(RECORDS FOR THIS EXERCISE begins)

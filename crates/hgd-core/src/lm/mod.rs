//! N-gram language model backends.
//!
//! The decoder only needs conditional log-probabilities. File formats and
//! storage stay behind [`LanguageModel`]; [`MemoryLm`] is the in-process
//! backoff table used by tests and small setups, and [`NgramCache`] memoizes
//! lookups for any backend across worker threads.

mod cache;
mod memory;

pub use cache::NgramCache;
pub use memory::MemoryLm;

use crate::vocab::WordId;

#[derive(Debug, thiserror::Error)]
pub enum LmError {
    #[error("empty n-gram")]
    EmptyNgram,

    #[error("n-gram of length {len} exceeds model order {order}")]
    TooLong { len: usize, order: usize },

    #[error("language model backend: {0}")]
    Backend(String),
}

pub trait LanguageModel: Send + Sync {
    fn order(&self) -> usize;

    /// Log10 probability of the last word of `ngram` given the words before it.
    fn logprob(&self, ngram: &[WordId]) -> Result<f32, LmError>;
}
use std::collections::{BTreeMap, BTreeSet, HashMap};
use std::sync::Arc;

use tracing::debug;

use crate::vocab::{Vocabulary, WordId};

use super::{Grammar, GrammarError, Rule, Symbol, TrieId, TrieKey};

#[derive(Debug, Default)]
struct TrieNode {
    children: HashMap<TrieKey, TrieId>,
    rules: Vec<Arc<Rule>>,
}

/// In-memory grammar: a trie over source sides.
#[derive(Debug)]
pub struct RuleTable {
    owner: Arc<str>,
    nodes: Vec<TrieNode>,
    unary: Vec<Arc<Rule>>,
    max_span: Option<usize>,
    rule_count: usize,
}

impl RuleTable {
    /// Build from rules. Fails if the unary rules form a label cycle.
    pub fn from_rules(
        owner: &str,
        rules: impl IntoIterator<Item = Rule>,
        vocab: &Vocabulary,
    ) -> Result<Self, GrammarError> {
        let mut table = Self {
            owner: Arc::from(owner),
            nodes: vec![TrieNode::default()],
            unary: Vec::new(),
            max_span: None,
            rule_count: 0,
        };
        let mut unary = Vec::new();
        for rule in rules {
            let rule = Arc::new(rule);
            if rule.is_unary() {
                unary.push(Arc::clone(&rule));
            }
            table.insert(rule);
        }
        table.unary = order_unary(unary, vocab)?;
        debug!(owner, rules = table.rule_count, unary = table.unary.len());
        Ok(table)
    }

    /// Parse a rule file: one rule per line, blank lines and `#` comments skipped.
    pub fn from_text(owner: &str, text: &str, vocab: &Vocabulary) -> Result<Self, GrammarError> {
        let mut rules = Vec::new();
        for (n, line) in text.lines().enumerate() {
            let line = line.trim();
            if line.is_empty() || line.starts_with('#') {
                continue;
            }
            let rule = Rule::parse(line, owner, vocab).map_err(|e| GrammarError::Parse {
                line: n + 1,
                reason: match e {
                    GrammarError::InvalidRule(reason) => reason,
                    other => other.to_string(),
                },
            })?;
            rules.push(rule);
        }
        Self::from_rules(owner, rules, vocab)
    }

    /// Limit the spans this grammar may cover.
    pub fn with_max_span(mut self, max_span: usize) -> Self {
        self.max_span = Some(max_span);
        self
    }

    pub fn len(&self) -> usize {
        self.rule_count
    }

    pub fn is_empty(&self) -> bool {
        self.rule_count == 0
    }

    fn insert(&mut self, rule: Arc<Rule>) {
        let mut node = 0;
        for sym in &rule.source {
            let key = sym.key();
            node = match self.nodes[node].children.get(&key) {
                Some(&child) => child,
                None => {
                    let child = self.nodes.len();
                    self.nodes.push(TrieNode::default());
                    self.nodes[node].children.insert(key, child);
                    child
                }
            };
        }
        self.nodes[node].rules.push(rule);
        self.rule_count += 1;
    }
}

impl Grammar for RuleTable {
    fn root(&self) -> TrieId {
        0
    }

    fn step(&self, node: TrieId, key: TrieKey) -> Option<TrieId> {
        self.nodes.get(node)?.children.get(&key).copied()
    }

    fn rules_matching(&self, node: TrieId) -> &[Arc<Rule>] {
        self.nodes.get(node).map(|n| n.rules.as_slice()).unwrap_or(&[])
    }

    fn unary_rules(&self) -> &[Arc<Rule>] {
        &self.unary
    }

    fn max_span(&self) -> Option<usize> {
        self.max_span
    }

    fn owner(&self) -> &str {
        &self.owner
    }
}

pub(super) fn unary_source(rule: &Rule) -> WordId {
    match rule.source[0] {
        Symbol::NonTerminal { label, .. } => label,
        Symbol::Word(w) => w,
    }
}

/// Sort unary rules by the topological rank of their source label
/// (Kahn's algorithm over label → lhs edges, smallest label id first).
/// The sort is stable, so rules sharing a source label keep their order.
pub(super) fn order_unary<T: AsRef<Rule>>(
    rules: Vec<T>,
    vocab: &Vocabulary,
) -> Result<Vec<T>, GrammarError> {
    let mut out_edges: BTreeMap<WordId, BTreeSet<WordId>> = BTreeMap::new();
    let mut in_degree: BTreeMap<WordId, usize> = BTreeMap::new();
    for rule in &rules {
        let rule = rule.as_ref();
        let from = unary_source(rule);
        in_degree.entry(from).or_insert(0);
        in_degree.entry(rule.lhs).or_insert(0);
        if out_edges.entry(from).or_default().insert(rule.lhs) {
            *in_degree.entry(rule.lhs).or_insert(0) += 1;
        }
    }

    let mut ready: BTreeSet<WordId> = in_degree
        .iter()
        .filter(|(_, &d)| d == 0)
        .map(|(&l, _)| l)
        .collect();
    let mut rank: HashMap<WordId, usize> = HashMap::new();
    while let Some(label) = ready.pop_first() {
        rank.insert(label, rank.len());
        if let Some(next) = out_edges.get(&label) {
            for &to in next {
                if let Some(d) = in_degree.get_mut(&to) {
                    *d -= 1;
                    if *d == 0 {
                        ready.insert(to);
                    }
                }
            }
        }
    }

    if let Some((&label, _)) = in_degree.iter().find(|(l, _)| !rank.contains_key(*l)) {
        let name = vocab.word(label).map(|w| w.to_string()).unwrap_or_default();
        return Err(GrammarError::UnaryCycle(name));
    }

    let mut rules = rules;
    rules.sort_by_key(|r| {
        rank.get(&unary_source(r.as_ref()))
            .copied()
            .unwrap_or(usize::MAX)
    });
    Ok(rules)
}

(RECORDS FOR THIS EXERCISE ends)

REQUIREMENT:
Return the whole listing exactly as it reads.

OUTPUT FOR THIS TASK:
filename crates/hgd-core/src/lm/mod.rs
//! N-gram language model backends.
//!
//! The decoder only needs conditional log-probabilities. File formats and
//! storage stay behind [`LanguageModel`]; [`MemoryLm`] is the in-process
//! backoff table used by tests and small setups, and [`NgramCache`] memoizes
//! lookups for any backend across worker threads.

mod cache;
mod memory;

pub use cache::NgramCache;
pub use memory::MemoryLm;

use crate::vocab::WordId;

#[derive(Debug, thiserror::Error)]
pub enum LmError {
    #[error("empty n-gram")]
    EmptyNgram,

    #[error("n-gram of length {len} exceeds model order {order}")]
    TooLong { len: usize, order: usize },

    #[error("language model backend: {0}")]
    Backend(String),
}

pub trait LanguageModel: Send + Sync {
    fn order(&self) -> usize;

    /// Log10 probability of the last word of `ngram` given the words before it.
    fn logprob(&self, ngram: &[WordId]) -> Result<f32, LmError>;
}
use std::collections::{BTreeMap, BTreeSet, HashMap};
use std::sync::Arc;

use tracing::debug;

use crate::vocab::{Vocabulary, WordId};

use super::{Grammar, GrammarError, Rule, Symbol, TrieId, TrieKey};

#[derive(Debug, Default)]
struct TrieNode {
    children: HashMap<TrieKey, TrieId>,
    rules: Vec<Arc<Rule>>,
}

/// In-memory grammar: a trie over source sides.
#[derive(Debug)]
pub struct RuleTable {
    owner: Arc<str>,
    nodes: Vec<TrieNode>,
    unary: Vec<Arc<Rule>>,
    max_span: Option<usize>,
    rule_count: usize,
}

impl RuleTable {
    /// Build from rules. Fails if the unary rules form a label cycle.
    pub fn from_rules(
        owner: &str,
        rules: impl IntoIterator<Item = Rule>,
        vocab: &Vocabulary,
    ) -> Result<Self, GrammarError> {
        let mut table = Self {
            owner: Arc::from(owner),
            nodes: vec![TrieNode::default()],
            unary: Vec::new(),
            max_span: None,
            rule_count: 0,
        };
        let mut unary = Vec::new();
        for rule in rules {
            let rule = Arc::new(rule);
            if rule.is_unary() {
                unary.push(Arc::clone(&rule));
            }
            table.insert(rule);
        }
        table.unary = order_unary(unary, vocab)?;
        debug!(owner, rules = table.rule_count, unary = table.unary.len());
        Ok(table)
    }

    /// Parse a rule file: one rule per line, blank lines and `#` comments skipped.
    pub fn from_text(owner: &str, text: &str, vocab: &Vocabulary) -> Result<Self, GrammarError> {
        let mut rules = Vec::new();
        for (n, line) in text.lines().enumerate() {
            let line = line.trim();
            if line.is_empty() || line.starts_with('#') {
                continue;
            }
            let rule = Rule::parse(line, owner, vocab).map_err(|e| GrammarError::Parse {
                line: n + 1,
                reason: match e {
                    GrammarError::InvalidRule(reason) => reason,
                    other => other.to_string(),
                },
            })?;
            rules.push(rule);
        }
        Self::from_rules(owner, rules, vocab)
    }

    /// Limit the spans this grammar may cover.
    pub fn with_max_span(mut self, max_span: usize) -> Self {
        self.max_span = Some(max_span);
        self
    }

    pub fn len(&self) -> usize {
        self.rule_count
    }

    pub fn is_empty(&self) -> bool {
        self.rule_count == 0
    }

    fn insert(&mut self, rule: Arc<Rule>) {
        let mut node = 0;
        for sym in &rule.source {
            let key = sym.key();
            node = match self.nodes[node].children.get(&key) {
                Some(&child) => child,
                None => {
                    let child = self.nodes.len();
                    self.nodes.push(TrieNode::default());
                    self.nodes[node].children.insert(key, child);
                    child
                }
            };
        }
        self.nodes[node].rules.push(rule);
        self.rule_count += 1;
    }
}

impl Grammar for RuleTable {
    fn root(&self) -> TrieId {
        0
    }

    fn step(&self, node: TrieId, key: TrieKey) -> Option<TrieId> {
        self.nodes.get(node)?.children.get(&key).copied()
    }

    fn rules_matching(&self, node: TrieId) -> &[Arc<Rule>] {
        self.nodes.get(node).map(|n| n.rules.as_slice()).unwrap_or(&[])
    }

    fn unary_rules(&self) -> &[Arc<Rule>] {
        &self.unary
    }

    fn max_span(&self) -> Option<usize> {
        self.max_span
    }

    fn owner(&self) -> &str {
        &self.owner
    }
}

pub(super) fn unary_source(rule: &Rule) -> WordId {
    match rule.source[0] {
        Symbol::NonTerminal { label, .. } => label,
        Symbol::Word(w) => w,
    }
}

/// Sort unary rules by the topological rank of their source label
/// (Kahn's algorithm over label → lhs edges, smallest label id first).
/// The sort is stable, so rules sharing a source label keep their order.
pub(super) fn order_unary<T: AsRef<Rule>>(
    rules: Vec<T>,
    vocab: &Vocabulary,
) -> Result<Vec<T>, GrammarError> {
    let mut out_edges: BTreeMap<WordId, BTreeSet<WordId>> = BTreeMap::new();
    let mut in_degree: BTreeMap<WordId, usize> = BTreeMap::new();
    for rule in &rules {
        let rule = rule.as_ref();
        let from = unary_source(rule);
        in_degree.entry(from).or_insert(0);
        in_degree.entry(rule.lhs).or_insert(0);
        if out_edges.entry(from).or_default().insert(rule.lhs) {
            *in_degree.entry(rule.lhs).or_insert(0) += 1;
        }
    }

    let mut ready: BTreeSet<WordId> = in_degree
        .iter()
        .filter(|(_, &d)| d == 0)
        .map(|(&l, _)| l)
        .collect();
    let mut rank: HashMap<WordId, usize> = HashMap::new();
    while let Some(label) = ready.pop_first() {
        rank.insert(label, rank.len());
        if let Some(next) = out_edges.get(&label) {
            for &to in next {
                if let Some(d) = in_degree.get_mut(&to) {
                    *d -= 1;
                    if *d == 0 {
                        ready.insert(to);
                    }
                }
            }
        }
    }

    if let Some((&label, _)) = in_degree.iter().find(|(l, _)| !rank.contains_key(*l)) {
        let name = vocab.word(label).map(|w| w.to_string()).unwrap_or_default();
        return Err(GrammarError::UnaryCycle(name));
    }

    let mut rules = rules;
    rules.sort_by_key(|r| {
        rank.get(&unary_source(r.as_ref()))
            .copied()
            .unwrap_or(usize::MAX)
    });
    Ok(rules)
}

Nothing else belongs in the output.